Team Members:
Person Name | Person role on project | Affiliation |
---|---|---|
Ruth DeFries | Principal Investigator | Columbia University, New York, US |
Christopher Small | Co-Investigator | Columbia University, Palisades, United States |
Gillian Galford | Co-Investigator | University of Vermont, Burlington, United States |
Upmanu Lall | Collaborator | Columbia University, New York, United States |
Meha Jain | Collaborator | University of Michigan, Ann Arbor, US |
South Asia is at the forefront of concerns about future food security. Population growth, continuing rural poverty, water shortages, stagnating yields, and climate change all contribute to these concerns. Despite agricultural intensification over the last several decades, agriculture in the region remains highly sensitive to monsoonal rainfal. Commonly-held assumptions that the poorest farmers and rain-fed agriculture are more vulnerable to climate variability than commercial farmers are not supported by empirical evidence. More detailed understanding of this climate sensitivity is hampered by the coarse scales of previous studies conducted with data at the level of national and sub-national administrative units. Fusion of satellite data from multiple sources enables us to examine the sensitivity of agriculture to climate variability at more revealing, finer spatial scales than has previously been possible. Building on our previous work in other parts of the tropics, this project will detect the spatial patterns and temporal variability of cropping patterns throughout India from 2000 to the present at 250m spatial resolution.

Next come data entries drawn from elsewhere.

//! Bounded retry for control-plane requests.
//!
//! The link to the exporter is a one-way datagram channel with no delivery
//! guarantee, so requests such as "load driver X" are repeated until the
//! remote acknowledges them or the retry budget runs out. [`RetriedRequest`]
//! is the pure state machine; whoever owns it drives [`RetriedRequest::tick`]
//! from a timer.

use serde::Serialize;
use tracing::{debug, warn};

use crate::framing::{ControlRequest, encode_request};
use crate::transport::Transport;

#[derive(Debug, Clone, Copy, PartialEq, Eq, Serialize)]
#[serde(rename_all = "snake_case")]
pub enum RetryState {
    /// Nothing outstanding, or acknowledged.
    Idle,
    /// Waiting for an acknowledgement.
    Retrying,
    /// Retry budget exhausted; only a restart revives the request.
    GivenUp,
}

/// What a timer tick did.
#[derive(Debug, Clone, Copy, PartialEq, Eq)]
pub enum TickOutcome {
    /// No request outstanding.
    Idle,
    Resent,
    /// The transport could not send; the attempt was not counted.
    NotReady,
    /// The budget ran out on this tick. The timer should stop.
    GaveUp,
}

impl TickOutcome {
    /// Whether the owner should keep its timer running.
    pub fn keeps_timer(&self) -> bool {
        matches!(self, TickOutcome::Resent | TickOutcome::NotReady)
    }
}

#[derive(Debug, Clone)]
pub struct RetriedRequest {
    pending: Option<ControlRequest>,
    description: String,
    retry_count: u32,
    retry_limit: u32,
    state: RetryState,
}

impl RetriedRequest {
    pub fn new(retry_limit: u32) -> Self {
        Self {
            pending: None,
            description: String::new(),
            retry_count: 0,
            retry_limit,
            state: RetryState::Idle,
        }
    }

    pub fn state(&self) -> RetryState {
        self.state
    }

    pub fn retry_count(&self) -> u32 {
        self.retry_count
    }

    pub fn retry_limit(&self) -> u32 {
        self.retry_limit
    }

    pub fn pending(&self) -> Option<&ControlRequest> {
        self.pending.as_ref()
    }

    pub fn description(&self) -> &str {
        &self.description
    }

    /// Starts (or replaces) the outstanding request.
    ///
    /// The retry count is reset and an immediate send is attempted when the
    /// transport is ready. The request is armed either way. Returns whether
    /// the immediate send went out.
    pub fn send(
        &mut self,
        request: ControlRequest,
        description: impl Into<String>,
        transport: &dyn Transport,
    ) -> bool {
        self.pending = Some(request);
        self.description = description.into();
        self.retry_count = 0;
        self.state = RetryState::Retrying;

        if !transport.is_ready() {
            debug!(request = %self.description, "Transport not ready; request will be retried");
            return false;
        }
        self.transmit(transport)
    }

    /// One timer period elapsed.
    pub fn tick(&mut self, transport: &dyn Transport) -> TickOutcome {
        if self.state != RetryState::Retrying {
            return TickOutcome::Idle;
        }
        if self.retry_count >= self.retry_limit {
            self.state = RetryState::GivenUp;
            warn!(
                request = %self.description,
                attempts = self.retry_count.saturating_add(1),
                "Remote did not acknowledge request; giving up"
            );
            return TickOutcome::GaveUp;
        }
        if !transport.is_ready() {
            debug!(request = %self.description, "Transport not ready; waiting for next retry");
            return TickOutcome::NotReady;
        }
        self.retry_count = self.retry_count.saturating_add(1);
        debug!(
            request = %self.description,
            retry = self.retry_count,
            limit = self.retry_limit,
            "Retrying request"
        );
        self.transmit(transport);
        TickOutcome::Resent
    }

    /// The remote acknowledged the request.
    pub fn stop(&mut self) {
        if self.state != RetryState::Idle {
            debug!(request = %self.description, "Request acknowledged");
        }
        self.state = RetryState::Idle;
    }

    /// Re-arms an unacknowledged request after a reconnect, without sending.
    ///
    /// Returns whether the request is armed again.
    pub fn restart(&mut self) -> bool {
        if self.pending.is_none() || self.state == RetryState::Idle {
            return false;
        }
        self.retry_count = 0;
        self.state = RetryState::Retrying;
        true
    }

    fn transmit(&self, transport: &dyn Transport) -> bool {
        let Some(request) = &self.pending else {
            return false;
        };
        match transport.send(&encode_request(request)) {
            Ok(()) => true,
            Err(error) => {
                debug!(request = %self.description, error = %error, "Request send failed");
                false
            }
        }
    }
}
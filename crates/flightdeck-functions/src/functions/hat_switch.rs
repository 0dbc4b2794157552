//! Five-way hat: center plus four directions, each its own button.

use std::fmt;
use std::str::FromStr;

use serde::{Deserialize, Serialize};

use crate::binding::{
    ActionDescriptor, ActionKind, BindingValue, BindingValueUnit, ValueDescriptor,
};
use crate::context::{ActionContext, ActionOutcome, ChangeOrigin, Notifications, ValueSlot};
use crate::element::DataElement;
use crate::error::{FunctionError, FunctionResult};
use crate::function::{FunctionIdentity, NetworkFunction};
use crate::functions::{describe, require_element, require_text};
use crate::wire::{WireCommand, WireScalar};

#[derive(Debug, Clone, Copy, PartialEq, Eq, Hash, Serialize, Deserialize)]
#[serde(rename_all = "snake_case")]
pub enum HatPosition {
    Center,
    Up,
    Down,
    Left,
    Right,
}

impl HatPosition {
    pub const ALL: [HatPosition; 5] = [
        HatPosition::Center,
        HatPosition::Up,
        HatPosition::Down,
        HatPosition::Left,
        HatPosition::Right,
    ];

    pub fn name(self) -> &'static str {
        match self {
            HatPosition::Center => "center",
            HatPosition::Up => "up",
            HatPosition::Down => "down",
            HatPosition::Left => "left",
            HatPosition::Right => "right",
        }
    }
}

impl fmt::Display for HatPosition {
    fn fmt(&self, f: &mut fmt::Formatter<'_>) -> fmt::Result {
        f.write_str(self.name())
    }
}

impl FromStr for HatPosition {
    type Err = FunctionError;

    fn from_str(s: &str) -> Result<Self, Self::Err> {
        let wanted = s.trim().to_ascii_lowercase();
        HatPosition::ALL
            .into_iter()
            .find(|p| p.name() == wanted || (wanted == "centre" && *p == HatPosition::Center))
            .ok_or_else(|| FunctionError::InvalidAddress(s.to_string()))
    }
}

/// Wire command for one direction.
#[derive(Debug, Clone, PartialEq, Serialize, Deserialize)]
pub struct HatCommand {
    pub action_id: String,
    pub value: WireScalar,
}

#[derive(Debug, Clone, PartialEq, Serialize, Deserialize)]
pub struct HatSwitchConfig {
    #[serde(flatten)]
    pub identity: FunctionIdentity,
    pub device_id: String,
    pub element: DataElement,
    pub up: HatCommand,
    pub down: HatCommand,
    pub left: HatCommand,
    pub right: HatCommand,
    /// Sent on the held direction's action when returning to center, and
    /// reported by the simulator while centered.
    pub center_value: WireScalar,
}

#[derive(Debug)]
pub struct HatSwitch {
    identity: FunctionIdentity,
    device_id: String,
    element: DataElement,
    up: HatCommand,
    down: HatCommand,
    left: HatCommand,
    right: HatCommand,
    center_value: WireScalar,
    /// Inbound value to position; first entry wins when values repeat.
    reverse: Vec<(WireScalar, HatPosition)>,
    position: Option<HatPosition>,
    value: ValueSlot,
}

impl HatSwitch {
    /// # Errors
    ///
    /// Fails for blank names, ids or direction action ids.
    pub fn new(config: HatSwitchConfig) -> FunctionResult<Self> {
        let HatSwitchConfig {
            identity,
            device_id,
            element,
            up,
            down,
            left,
            right,
            center_value,
        } = config;
        identity.validate()?;
        require_element(&identity, &element)?;
        require_text(&identity, "device_id", &device_id)?;
        for (field, command) in [("up", &up), ("down", &down), ("left", &left), ("right", &right)] {
            require_text(&identity, field, &command.action_id)?;
        }

        let reverse = vec![
            (center_value.clone(), HatPosition::Center),
            (up.value.clone(), HatPosition::Up),
            (down.value.clone(), HatPosition::Down),
            (left.value.clone(), HatPosition::Left),
            (right.value.clone(), HatPosition::Right),
        ];
        let value = ValueSlot::new(
            identity.address(),
            BindingValueUnit::Text,
            "Current hat position",
        );
        Ok(Self {
            identity,
            device_id,
            element,
            up,
            down,
            left,
            right,
            center_value,
            reverse,
            position: None,
            value,
        })
    }

    pub fn position(&self) -> Option<HatPosition> {
        self.position
    }

    fn command(&self, position: HatPosition) -> Option<&HatCommand> {
        match position {
            HatPosition::Center => None,
            HatPosition::Up => Some(&self.up),
            HatPosition::Down => Some(&self.down),
            HatPosition::Left => Some(&self.left),
            HatPosition::Right => Some(&self.right),
        }
    }

    fn move_to(&mut self, target: HatPosition, context: &mut ActionContext<'_>) -> ActionOutcome {
        match self.command(target) {
            Some(command) => context.outbox.send(WireCommand::new(
                &self.device_id,
                &command.action_id,
                command.value.as_str(),
            )),
            None => {
                if let Some(held) = self.position.and_then(|p| self.command(p)) {
                    context.outbox.send(WireCommand::new(
                        &self.device_id,
                        &held.action_id,
                        self.center_value.as_str(),
                    ));
                }
            }
        }
        self.position = Some(target);
        self.value
            .set(target.name().into(), ChangeOrigin::Action, context.notifications);
        ActionOutcome::Executed
    }
}

impl NetworkFunction for HatSwitch {
    fn identity(&self) -> &FunctionIdentity {
        &self.identity
    }

    fn data_elements(&self) -> Vec<DataElement> {
        vec![self.element.clone()]
    }

    fn process_network_data(&mut self, id: &str, value: &str, notifications: &mut Notifications) {
        if id != self.element.id {
            return;
        }
        let inbound = WireScalar::new(value);
        let Some(position) = self
            .reverse
            .iter()
            .find(|(wire, _)| wire.matches(&inbound))
            .map(|(_, position)| *position)
        else {
            return;
        };
        self.position = Some(position);
        self.value
            .set(position.name().into(), ChangeOrigin::Network, notifications);
    }

    fn reset(&mut self, notifications: &mut Notifications) {
        self.position = None;
        self.value.clear(notifications);
    }

    fn values(&self) -> Vec<(ValueDescriptor, BindingValue)> {
        vec![(self.value.descriptor().clone(), self.value.get().clone())]
    }

    fn actions(&self) -> Vec<ActionDescriptor> {
        vec![
            self.identity.action(
                ActionKind::Set,
                Some(BindingValueUnit::Text),
                describe(&self.identity, "Set position of"),
            ),
            self.identity.action(
                ActionKind::Release,
                None,
                describe(&self.identity, "Center"),
            ),
        ]
    }

    fn execute(
        &mut self,
        action: ActionKind,
        parameter: &BindingValue,
        context: &mut ActionContext<'_>,
    ) -> ActionOutcome {
        match action {
            ActionKind::Set => {
                let parsed = parameter
                    .as_text()
                    .and_then(|text| text.parse::<HatPosition>().ok());
                match parsed {
                    Some(target) => self.move_to(target, context),
                    None => ActionOutcome::ignored(format!(
                        "{} has no position '{parameter}'",
                        self.identity
                    )),
                }
            }
            ActionKind::Release => self.move_to(HatPosition::Center, context),
            other => ActionOutcome::ignored(format!("{} does not support '{other}'", self.identity)),
        }
    }
}

#[cfg(test)]
mod tests {
    use super::*;
    use crate::context::Outbox;

    type TestResult = Result<(), Box<dyn std::error::Error>>;

    fn trim_hat() -> FunctionResult<HatSwitch> {
        let command = |action: &str, value: &str| HatCommand {
            action_id: action.to_string(),
            value: value.into(),
        };
        HatSwitch::new(HatSwitchConfig {
            identity: FunctionIdentity::new("Stick", "Trim"),
            device_id: "17".to_string(),
            element: DataElement::new("600"),
            up: command("3001", "1"),
            down: command("3002", "2"),
            left: command("3003", "3"),
            right: command("3004", "4"),
            center_value: "0".into(),
        })
    }

    fn act(hat: &mut HatSwitch, action: ActionKind, parameter: BindingValue) -> (ActionOutcome, Vec<String>) {
        let mut notes = Notifications::new();
        let mut outbox = Outbox::new();
        let outcome = {
            let mut ctx = ActionContext::new(&mut notes, &mut outbox);
            hat.execute(action, &parameter, &mut ctx)
        };
        (outcome, outbox.lines())
    }

    #[test]
    fn test_direction_then_release() -> TestResult {
        let mut hat = trim_hat()?;
        let (outcome, lines) = act(&mut hat, ActionKind::Set, "Left".into());
        assert!(outcome.is_executed());
        assert_eq!(lines, vec!["C17,3003,3"]);

        let (_, lines) = act(&mut hat, ActionKind::Release, BindingValue::Empty);
        assert_eq!(lines, vec!["C17,3003,0"]);
        assert_eq!(hat.position(), Some(HatPosition::Center));
        Ok(())
    }

    #[test]
    fn test_invalid_name_is_ignored() -> TestResult {
        let mut hat = trim_hat()?;
        act(&mut hat, ActionKind::Set, "up".into());
        let (outcome, lines) = act(&mut hat, ActionKind::Set, "diagonal".into());
        assert!(!outcome.is_executed());
        assert!(lines.is_empty());
        assert_eq!(hat.position(), Some(HatPosition::Up));

        let (outcome, _) = act(&mut hat, ActionKind::Set, BindingValue::Empty);
        assert!(!outcome.is_executed());
        Ok(())
    }

    #[test]
    fn test_decode_reverse_map() -> TestResult {
        let mut hat = trim_hat()?;
        let mut notes = Notifications::new();
        hat.process_network_data("600", "4", &mut notes);
        assert_eq!(hat.position(), Some(HatPosition::Right));
        hat.process_network_data("600", "9", &mut notes);
        assert_eq!(hat.position(), Some(HatPosition::Right));
        hat.process_network_data("600", "0.0", &mut notes);
        assert_eq!(hat.position(), Some(HatPosition::Center));
        assert_eq!(
            hat.values().first().map(|(_, v)| v.clone()),
            Some(BindingValue::from("center"))
        );
        Ok(())
    }
}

We will use data from MODIS, Landsat, Tropical Rainfall Mapping Mission (TRMM), and other sensors to establish annual estimates of cropping patterns and rainfall anomalies. Time series of MODIS Enhanced Vegetation Index (EVI) data will be used to identify number of crops and agricultural productivity based on phenological profiles. Higher resolution Landsat data in selected locations will enable us to quantify landscape heterogeneity at the 250m scale. We will incorporate publicly available satellite-derived data on irrigation and forest cover to help interpret the relationship between climate anomalies and cropping patterns. Other available, district-level non-satellite data on dominant crop type, size of land holdings, yields and indicators of adaptive capacity such as education level and income will enable us to explore factors associated with agricultural sensitivity to climate variability. The ultimate goal of this research is to enable risk mapping and inform effective approaches for adaptation to climate variability in the region. Data sets on cropping patterns at 250m resolution and aggregated to district level for each year from 2000 to present will be made available to the community of researchers investigating climate impacts on agriculture.